Exercise aim: Repeat each entry exactly.

Entries shown START

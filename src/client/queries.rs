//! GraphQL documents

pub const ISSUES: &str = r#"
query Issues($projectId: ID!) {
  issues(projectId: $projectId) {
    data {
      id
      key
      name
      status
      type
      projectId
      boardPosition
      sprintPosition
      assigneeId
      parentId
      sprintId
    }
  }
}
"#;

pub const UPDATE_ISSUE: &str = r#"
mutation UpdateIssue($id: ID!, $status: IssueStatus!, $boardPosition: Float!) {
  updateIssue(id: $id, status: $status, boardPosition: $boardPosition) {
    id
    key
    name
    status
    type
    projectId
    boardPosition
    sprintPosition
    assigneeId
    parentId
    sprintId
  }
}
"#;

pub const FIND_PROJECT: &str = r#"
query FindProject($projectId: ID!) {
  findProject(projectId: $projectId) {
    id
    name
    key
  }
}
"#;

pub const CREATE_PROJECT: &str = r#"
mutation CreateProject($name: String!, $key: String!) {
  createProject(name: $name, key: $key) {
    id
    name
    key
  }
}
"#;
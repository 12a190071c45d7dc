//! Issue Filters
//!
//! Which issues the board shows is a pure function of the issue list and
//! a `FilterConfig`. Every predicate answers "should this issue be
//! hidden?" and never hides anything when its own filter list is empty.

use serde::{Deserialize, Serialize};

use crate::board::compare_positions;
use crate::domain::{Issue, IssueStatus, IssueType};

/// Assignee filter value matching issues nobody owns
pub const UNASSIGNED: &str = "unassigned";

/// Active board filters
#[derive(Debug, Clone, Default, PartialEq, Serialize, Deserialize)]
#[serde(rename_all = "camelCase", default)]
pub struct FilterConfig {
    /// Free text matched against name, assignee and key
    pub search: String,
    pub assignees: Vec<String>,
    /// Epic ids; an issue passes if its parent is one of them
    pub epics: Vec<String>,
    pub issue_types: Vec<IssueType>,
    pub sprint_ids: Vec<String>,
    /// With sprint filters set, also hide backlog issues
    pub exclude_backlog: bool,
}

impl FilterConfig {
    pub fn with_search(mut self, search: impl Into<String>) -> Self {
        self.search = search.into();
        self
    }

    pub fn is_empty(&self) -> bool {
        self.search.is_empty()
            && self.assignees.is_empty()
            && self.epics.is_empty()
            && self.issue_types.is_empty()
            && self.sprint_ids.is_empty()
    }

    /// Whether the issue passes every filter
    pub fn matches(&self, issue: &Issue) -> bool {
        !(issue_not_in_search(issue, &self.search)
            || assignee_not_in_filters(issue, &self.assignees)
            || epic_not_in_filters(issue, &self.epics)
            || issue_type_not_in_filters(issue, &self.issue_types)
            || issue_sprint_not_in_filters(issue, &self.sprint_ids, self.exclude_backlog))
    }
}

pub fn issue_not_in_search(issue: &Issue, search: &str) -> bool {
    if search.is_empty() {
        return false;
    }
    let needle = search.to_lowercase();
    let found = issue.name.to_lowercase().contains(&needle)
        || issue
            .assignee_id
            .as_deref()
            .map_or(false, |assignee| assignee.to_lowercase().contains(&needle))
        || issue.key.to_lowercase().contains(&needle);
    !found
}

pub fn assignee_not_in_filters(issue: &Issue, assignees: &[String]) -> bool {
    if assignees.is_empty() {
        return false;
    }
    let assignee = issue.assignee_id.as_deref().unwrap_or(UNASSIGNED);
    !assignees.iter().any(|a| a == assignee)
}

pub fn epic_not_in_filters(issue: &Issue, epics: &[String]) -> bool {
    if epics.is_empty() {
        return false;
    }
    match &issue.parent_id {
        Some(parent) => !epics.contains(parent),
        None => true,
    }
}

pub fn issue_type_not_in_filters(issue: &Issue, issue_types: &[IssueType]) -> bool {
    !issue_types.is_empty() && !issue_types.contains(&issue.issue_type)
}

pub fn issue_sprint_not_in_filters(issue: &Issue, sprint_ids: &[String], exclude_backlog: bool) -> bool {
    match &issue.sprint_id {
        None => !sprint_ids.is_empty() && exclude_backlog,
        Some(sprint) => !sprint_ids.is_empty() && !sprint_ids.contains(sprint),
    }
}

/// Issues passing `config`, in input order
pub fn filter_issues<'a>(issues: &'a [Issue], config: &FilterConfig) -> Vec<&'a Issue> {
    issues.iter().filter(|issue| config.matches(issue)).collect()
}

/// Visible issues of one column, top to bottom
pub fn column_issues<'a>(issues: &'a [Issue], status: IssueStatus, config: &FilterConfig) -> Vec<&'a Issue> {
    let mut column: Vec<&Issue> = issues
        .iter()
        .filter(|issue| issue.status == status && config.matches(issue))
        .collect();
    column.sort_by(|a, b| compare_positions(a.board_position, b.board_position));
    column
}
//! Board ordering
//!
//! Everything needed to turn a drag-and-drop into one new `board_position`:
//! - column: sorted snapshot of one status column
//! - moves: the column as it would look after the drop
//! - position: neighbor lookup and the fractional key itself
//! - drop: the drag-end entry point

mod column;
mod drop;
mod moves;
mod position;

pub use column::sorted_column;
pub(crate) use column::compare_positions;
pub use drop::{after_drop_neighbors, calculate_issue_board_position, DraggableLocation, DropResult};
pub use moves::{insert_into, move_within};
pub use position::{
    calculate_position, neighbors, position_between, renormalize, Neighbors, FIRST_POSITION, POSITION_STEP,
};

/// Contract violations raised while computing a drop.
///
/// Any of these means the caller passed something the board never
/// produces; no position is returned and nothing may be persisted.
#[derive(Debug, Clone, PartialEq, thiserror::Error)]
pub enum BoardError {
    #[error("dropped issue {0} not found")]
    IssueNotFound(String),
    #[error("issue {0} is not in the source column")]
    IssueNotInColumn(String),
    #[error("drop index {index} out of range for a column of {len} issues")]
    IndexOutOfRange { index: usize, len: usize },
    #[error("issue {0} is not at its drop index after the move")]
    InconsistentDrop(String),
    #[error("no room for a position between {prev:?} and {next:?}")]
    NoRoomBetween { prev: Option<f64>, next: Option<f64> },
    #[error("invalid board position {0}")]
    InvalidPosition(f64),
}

Entries shown END

Answer to this exercise:
filename src/client/queries.rs
//! GraphQL documents

pub const ISSUES: &str = r#"
query Issues($projectId: ID!) {
  issues(projectId: $projectId) {
    data {
      id
      key
      name
      status
      type
      projectId
      boardPosition
      sprintPosition
      assigneeId
      parentId
      sprintId
    }
  }
}
"#;

pub const UPDATE_ISSUE: &str = r#"
mutation UpdateIssue($id: ID!, $status: IssueStatus!, $boardPosition: Float!) {
  updateIssue(id: $id, status: $status, boardPosition: $boardPosition) {
    id
    key
    name
    status
    type
    projectId
    boardPosition
    sprintPosition
    assigneeId
    parentId
    sprintId
  }
}
"#;

pub const FIND_PROJECT: &str = r#"
query FindProject($projectId: ID!) {
  findProject(projectId: $projectId) {
    id
    name
    key
  }
}
"#;

pub const CREATE_PROJECT: &str = r#"
mutation CreateProject($name: String!, $key: String!) {
  createProject(name: $name, key: $key) {
    id
    name
    key
  }
}
"#;
repository 12a190071c45d7dc
//! Issue Filters
//!
//! Which issues the board shows is a pure function of the issue list and
//! a `FilterConfig`. Every predicate answers "should this issue be
//! hidden?" and never hides anything when its own filter list is empty.

use serde::{Deserialize, Serialize};

use crate::board::compare_positions;
use crate::domain::{Issue, IssueStatus, IssueType};

/// Assignee filter value matching issues nobody owns
pub const UNASSIGNED: &str = "unassigned";

/// Active board filters
#[derive(Debug, Clone, Default, PartialEq, Serialize, Deserialize)]
#[serde(rename_all = "camelCase", default)]
pub struct FilterConfig {
    /// Free text matched against name, assignee and key
    pub search: String,
    pub assignees: Vec<String>,
    /// Epic ids; an issue passes if its parent is one of them
    pub epics: Vec<String>,
    pub issue_types: Vec<IssueType>,
    pub sprint_ids: Vec<String>,
    /// With sprint filters set, also hide backlog issues
    pub exclude_backlog: bool,
}

impl FilterConfig {
    pub fn with_search(mut self, search: impl Into<String>) -> Self {
        self.search = search.into();
        self
    }

    pub fn is_empty(&self) -> bool {
        self.search.is_empty()
            && self.assignees.is_empty()
            && self.epics.is_empty()
            && self.issue_types.is_empty()
            && self.sprint_ids.is_empty()
    }

    /// Whether the issue passes every filter
    pub fn matches(&self, issue: &Issue) -> bool {
        !(issue_not_in_search(issue, &self.search)
            || assignee_not_in_filters(issue, &self.assignees)
            || epic_not_in_filters(issue, &self.epics)
            || issue_type_not_in_filters(issue, &self.issue_types)
            || issue_sprint_not_in_filters(issue, &self.sprint_ids, self.exclude_backlog))
    }
}

pub fn issue_not_in_search(issue: &Issue, search: &str) -> bool {
    if search.is_empty() {
        return false;
    }
    let needle = search.to_lowercase();
    let found = issue.name.to_lowercase().contains(&needle)
        || issue
            .assignee_id
            .as_deref()
            .map_or(false, |assignee| assignee.to_lowercase().contains(&needle))
        || issue.key.to_lowercase().contains(&needle);
    !found
}

pub fn assignee_not_in_filters(issue: &Issue, assignees: &[String]) -> bool {
    if assignees.is_empty() {
        return false;
    }
    let assignee = issue.assignee_id.as_deref().unwrap_or(UNASSIGNED);
    !assignees.iter().any(|a| a == assignee)
}

pub fn epic_not_in_filters(issue: &Issue, epics: &[String]) -> bool {
    if epics.is_empty() {
        return false;
    }
    match &issue.parent_id {
        Some(parent) => !epics.contains(parent),
        None => true,
    }
}

pub fn issue_type_not_in_filters(issue: &Issue, issue_types: &[IssueType]) -> bool {
    !issue_types.is_empty() && !issue_types.contains(&issue.issue_type)
}

pub fn issue_sprint_not_in_filters(issue: &Issue, sprint_ids: &[String], exclude_backlog: bool) -> bool {
    match &issue.sprint_id {
        None => !sprint_ids.is_empty() && exclude_backlog,
        Some(sprint) => !sprint_ids.is_empty() && !sprint_ids.contains(sprint),
    }
}

/// Issues passing `config`, in input order
pub fn filter_issues<'a>(issues: &'a [Issue], config: &FilterConfig) -> Vec<&'a Issue> {
    issues.iter().filter(|issue| config.matches(issue)).collect()
}

/// Visible issues of one column, top to bottom
pub fn column_issues<'a>(issues: &'a [Issue], status: IssueStatus, config: &FilterConfig) -> Vec<&'a Issue> {
    let mut column: Vec<&Issue> = issues
        .iter()
        .filter(|issue| issue.status == status && config.matches(issue))
        .collect();
    column.sort_by(|a, b| compare_positions(a.board_position, b.board_position));
    column
}
//! Board ordering
//!
//! Everything needed to turn a drag-and-drop into one new `board_position`:
//! - column: sorted snapshot of one status column
//! - moves: the column as it would look after the drop
//! - position: neighbor lookup and the fractional key itself
//! - drop: the drag-end entry point

mod column;
mod drop;
mod moves;
mod position;

pub use column::sorted_column;
pub(crate) use column::compare_positions;
pub use drop::{after_drop_neighbors, calculate_issue_board_position, DraggableLocation, DropResult};
pub use moves::{insert_into, move_within};
pub use position::{
    calculate_position, neighbors, position_between, renormalize, Neighbors, FIRST_POSITION, POSITION_STEP,
};

/// Contract violations raised while computing a drop.
///
/// Any of these means the caller passed something the board never
/// produces; no position is returned and nothing may be persisted.
#[derive(Debug, Clone, PartialEq, thiserror::Error)]
pub enum BoardError {
    #[error("dropped issue {0} not found")]
    IssueNotFound(String),
    #[error("issue {0} is not in the source column")]
    IssueNotInColumn(String),
    #[error("drop index {index} out of range for a column of {len} issues")]
    IndexOutOfRange { index: usize, len: usize },
    #[error("issue {0} is not at its drop index after the move")]
    InconsistentDrop(String),
    #[error("no room for a position between {prev:?} and {next:?}")]
    NoRoomBetween { prev: Option<f64>, next: Option<f64> },
    #[error("invalid board position {0}")]
    InvalidPosition(f64),
}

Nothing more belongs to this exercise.